ままよ、と覚悟を決めて、日陽先輩の手持ちの細いスプーンからパフェをいただく。
「おいしいでしょう?」
「そうですね」
たしかにおいしい。
日陽先輩のように、グルメ番組のような感想をひねり出すことはできないけれど、間接キスだとか、そんなことは気にならないくらい。
自分の小説を売り切った資金で食べているのだと思うと、おいしさも何倍にも感じる。
まあ、それなりには恥ずかしかったけれど、ほかには弥生先輩と氷彩さんにしか見られていないし。
そう思っていたら、弥生先輩と氷彩さんは、じっとこちらを見つめていた。
いや、その、さすがにそんなに見られると困るというか、恥ずかしいというか。
「あの、なにか顔についていますか?」
「い、いえ、なんでもありません……」
弥生先輩は慌てたように身体を引き、立てかけのメニューを見てから、小さくため息を漏らされた。
弥生先輩もチョコレートパフェを食べたかったのだろうか。日陽先輩があまりにおいしそうに食べるので、自分も気になったとか。
いや、それなら自分で注文されるはずだしな。日陽先輩と違って、まだ弥生先輩は紅茶しか頼まれていないわけだし。
「氷彩さんもなにか頼まなくて大丈夫? 今日の集まりは、文芸部の集まりではなく、文化祭で小説集を売ったグループでの集まりで、氷彩さんの働きは僕たちの誰より大きいんだから、遠慮しないで」
今日の売り上げは四等分されるものだ。
誰が、どのくらい貢献したのかなんて関係なく。もっとも、それで言っても氷彩さんの貢献度はかなり高いのだけれど。
「そうよ。このベリーのタルトなんかもとってもおいしそうよ」
それは日陽先輩が食べたいだけでは……?
「いえ。帰ったら夕食もありますし、文化祭でもおいしいものをたくさんいただきましたから」
これが普通のお腹だよなあ。
本当に、日陽先輩は、あの細い身体のどこに栄養を保管しているのだろう。胸ではないことだけは確実だけれど。
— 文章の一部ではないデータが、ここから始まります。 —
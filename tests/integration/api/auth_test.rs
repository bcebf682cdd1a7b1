//! Authentication API integration tests
//!
//! Tests for signup, login and the hello endpoint.

use authgate::shared::{ErrorBody, MessageResponse, UserView};
use axum::http::StatusCode;
use pretty_assertions::assert_eq;

use crate::common::{create_test_user, TestApp};

#[tokio::test]
async fn test_signup_success() {
    let app = TestApp::new().await;

    let response = app
        .server
        .post("/signup")
        .json(&serde_json::json!({
            "email": "test@example.com",
            "password": "password123"
        }))
        .await;

    assert_eq!(response.status_code(), StatusCode::OK);
    let body: serde_json::Value = response.json();
    let keys: Vec<&str> = body
        .as_object()
        .unwrap()
        .keys()
        .map(String::as_str)
        .collect();
    assert_eq!(keys, vec!["email", "id"]);

    let view: UserView = serde_json::from_value(body).unwrap();
    assert_eq!(view.email, "test@example.com");
    assert!(uuid::Uuid::parse_str(&view.id).is_ok());
}

#[tokio::test]
async fn test_signup_then_login_binds_token_to_user() {
    let app = TestApp::new().await;

    let user = create_test_user(&app, "test@example.com", "password123").await;

    let subject = app.state.tokens.validate(&user.token).unwrap();
    assert_eq!(subject.to_string(), user.id);
}

#[tokio::test]
async fn test_signup_duplicate_email() {
    let app = TestApp::new().await;
    create_test_user(&app, "test@example.com", "password123").await;

    let response = app
        .server
        .post("/signup")
        .json(&serde_json::json!({
            "email": "test@example.com",
            "password": "another-password"
        }))
        .await;

    assert_eq!(response.status_code(), StatusCode::CONFLICT);
    let body: ErrorBody = response.json();
    assert_eq!(body.status, 409);
    assert_eq!(app.user_count().await, 1);
}

#[tokio::test]
async fn test_signup_duplicate_email_differs_in_case() {
    let app = TestApp::new().await;
    create_test_user(&app, "test@example.com", "password123").await;

    let response = app
        .server
        .post("/signup")
        .json(&serde_json::json!({
            "email": "TEST@example.com",
            "password": "password123"
        }))
        .await;

    assert_eq!(response.status_code(), StatusCode::CONFLICT);
}

#[tokio::test]
async fn test_concurrent_duplicate_signups_create_one_user() {
    let app = TestApp::new().await;
    let body = serde_json::json!({
        "email": "race@example.com",
        "password": "password123"
    });

    let (first, second) = tokio::join!(
        async { app.server.post("/signup").json(&body).await },
        async { app.server.post("/signup").json(&body).await },
    );

    let mut statuses = vec![first.status_code(), second.status_code()];
    statuses.sort();
    assert_eq!(statuses, vec![StatusCode::OK, StatusCode::CONFLICT]);
    assert_eq!(app.user_count().await, 1);
}

#[tokio::test]
async fn test_signup_missing_password() {
    let app = TestApp::new().await;

    let response = app
        .server
        .post("/signup")
        .json(&serde_json::json!({ "email": "test@example.com" }))
        .await;

    assert_eq!(response.status_code(), StatusCode::BAD_REQUEST);
    let body: ErrorBody = response.json();
    assert_eq!(body.msg, "Missing password parameter");
    assert_eq!(app.user_count().await, 0);
}

#[tokio::test]
async fn test_signup_invalid_email() {
    let app = TestApp::new().await;

    let response = app
        .server
        .post("/signup")
        .json(&serde_json::json!({
            "email": "not-an-email",
            "password": "password123"
        }))
        .await;

    assert_eq!(response.status_code(), StatusCode::BAD_REQUEST);
}

#[tokio::test]
async fn test_signup_rejects_unknown_fields() {
    let app = TestApp::new().await;

    let response = app
        .server
        .post("/signup")
        .json(&serde_json::json!({
            "email": "test@example.com",
            "password": "password123",
            "is_admin": true
        }))
        .await;

    assert_eq!(response.status_code(), StatusCode::BAD_REQUEST);
    assert_eq!(app.user_count().await, 0);
}

#[tokio::test]
async fn test_signup_rejects_non_json_body() {
    let app = TestApp::new().await;

    let response = app.server.post("/signup").text("email=test@example.com").await;

    assert_eq!(response.status_code(), StatusCode::BAD_REQUEST);
    let body: ErrorBody = response.json();
    assert_eq!(body.msg, "Missing JSON in request");
}

#[tokio::test]
async fn test_login_success() {
    let app = TestApp::new().await;
    create_test_user(&app, "test@example.com", "password123").await;

    let response = app
        .server
        .post("/login")
        .json(&serde_json::json!({
            "email": "test@example.com",
            "password": "password123"
        }))
        .await;

    assert_eq!(response.status_code(), StatusCode::OK);
    let body: serde_json::Value = response.json();
    assert!(body.get("jwt").and_then(|v| v.as_str()).is_some());
}

#[tokio::test]
async fn test_login_failures_look_the_same() {
    let app = TestApp::new().await;
    create_test_user(&app, "test@example.com", "password123").await;

    let wrong_password = app
        .server
        .post("/login")
        .json(&serde_json::json!({
            "email": "test@example.com",
            "password": "wrongpassword"
        }))
        .await;
    let unknown_email = app
        .server
        .post("/login")
        .json(&serde_json::json!({
            "email": "nobody@example.com",
            "password": "wrongpassword"
        }))
        .await;

    assert_eq!(wrong_password.status_code(), StatusCode::BAD_REQUEST);
    assert_eq!(wrong_password.status_code(), unknown_email.status_code());
    assert_eq!(wrong_password.text(), unknown_email.text());

    let body: ErrorBody = unknown_email.json();
    assert_eq!(body.msg, "bad credentials");
}

#[tokio::test]
async fn test_login_missing_email() {
    let app = TestApp::new().await;

    let response = app
        .server
        .post("/login")
        .json(&serde_json::json!({ "password": "password123" }))
        .await;

    assert_eq!(response.status_code(), StatusCode::BAD_REQUEST);
    let body: ErrorBody = response.json();
    assert_eq!(body.msg, "Missing email parameter");
}

#[tokio::test]
async fn test_user_hello() {
    let app = TestApp::new().await;

    let response = app.server.get("/user").await;

    assert_eq!(response.status_code(), StatusCode::OK);
    let body: MessageResponse = response.json();
    assert_eq!(body.msg, "Hello, this is your GET /user response ");
}

#[tokio::test]
async fn test_unknown_route_is_json_404() {
    let app = TestApp::new().await;

    let response = app.server.get("/does-not-exist").await;

    assert_eq!(response.status_code(), StatusCode::NOT_FOUND);
    let body: ErrorBody = response.json();
    assert_eq!(body.status, 404);
}

#[tokio::test]
async fn test_wrong_method_is_json_405() {
    let app = TestApp::new().await;

    let response = app.server.get("/login").await;

    assert_eq!(response.status_code(), StatusCode::METHOD_NOT_ALLOWED);
    let body: ErrorBody = response.json();
    assert_eq!(body.msg, "Method Not Allowed");
    assert_eq!(body.status, 405);
}

#[tokio::test]
async fn test_trailing_slash_is_a_different_path() {
    let app = TestApp::new().await;

    let response = app
        .server
        .post("/login/")
        .json(&serde_json::json!({
            "email": "test@example.com",
            "password": "password123"
        }))
        .await;

    assert_eq!(response.status_code(), StatusCode::NOT_FOUND);
    let body: ErrorBody = response.json();
    assert_eq!(body.status, 404);
}

#[tokio::test]
async fn test_login_rejects_password_sharing_first_72_bytes() {
    let app = TestApp::new().await;
    let prefix = "a".repeat(72);
    create_test_user(&app, "test@example.com", &prefix).await;

    let response = app
        .server
        .post("/login")
        .json(&serde_json::json!({
            "email": "test@example.com",
            "password": format!("{prefix}WRONG")
        }))
        .await;

    assert_eq!(response.status_code(), StatusCode::BAD_REQUEST);
    let body: ErrorBody = response.json();
    assert_eq!(body.msg, "bad credentials");
}

#[tokio::test]
async fn test_signup_rejects_password_longer_than_72_bytes() {
    let app = TestApp::new().await;

    let response = app
        .server
        .post("/signup")
        .json(&serde_json::json!({
            "email": "test@example.com",
            "password": format!("{}RIGHT", "a".repeat(72))
        }))
        .await;

    assert_eq!(response.status_code(), StatusCode::BAD_REQUEST);
    assert_eq!(app.user_count().await, 0);
}

#[tokio::test]
async fn test_login_blank_email_is_missing() {
    let app = TestApp::new().await;

    let response = app
        .server
        .post("/login")
        .json(&serde_json::json!({
            "email": "   ",
            "password": "password123"
        }))
        .await;

    assert_eq!(response.status_code(), StatusCode::BAD_REQUEST);
    let body: ErrorBody = response.json();
    assert_eq!(body.msg, "Missing email parameter");
}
「空楽くん? なにか失礼なことを考えていたでしょう」
「べつにそんなことありませんよ?」
僕はポーカーフェイスな笑顔で日陽先輩からの追求を誤魔化す。
「空楽くんは考えごとをしているとき、ここに皺が寄るのよ」
日陽先輩が自身の眉間を指さす。
「それは誰でも同じだと思いますが……」
「それに返答までの時間もとても短かったし」
じぃっと見つめる日陽先輩の視線と、張り付けた僕の笑顔の睨めっこがしばらく続き。
「まあいいわ。せっかく、スウィーツを目の前にしているんですもの。楽しまなくちゃ損よね」
日陽先輩は幸せそうな笑顔でチョコレートパフェを食べ切り。
「ご馳走さま、空楽くん。とっても美味しかったわ」
「それはよかったです。ですが、お礼を言うのは僕にではないのでは?」
作った店員さんに告げるべき言葉だと思うけれど。
「空楽くんが小説を書こうと言い出さなければ、今日、こうして一緒にスウィーツを食べることはできなかったわ」
僕が小説を書く書かないにかかわらず、日陽先輩はよくスウィーツを食べていると思う。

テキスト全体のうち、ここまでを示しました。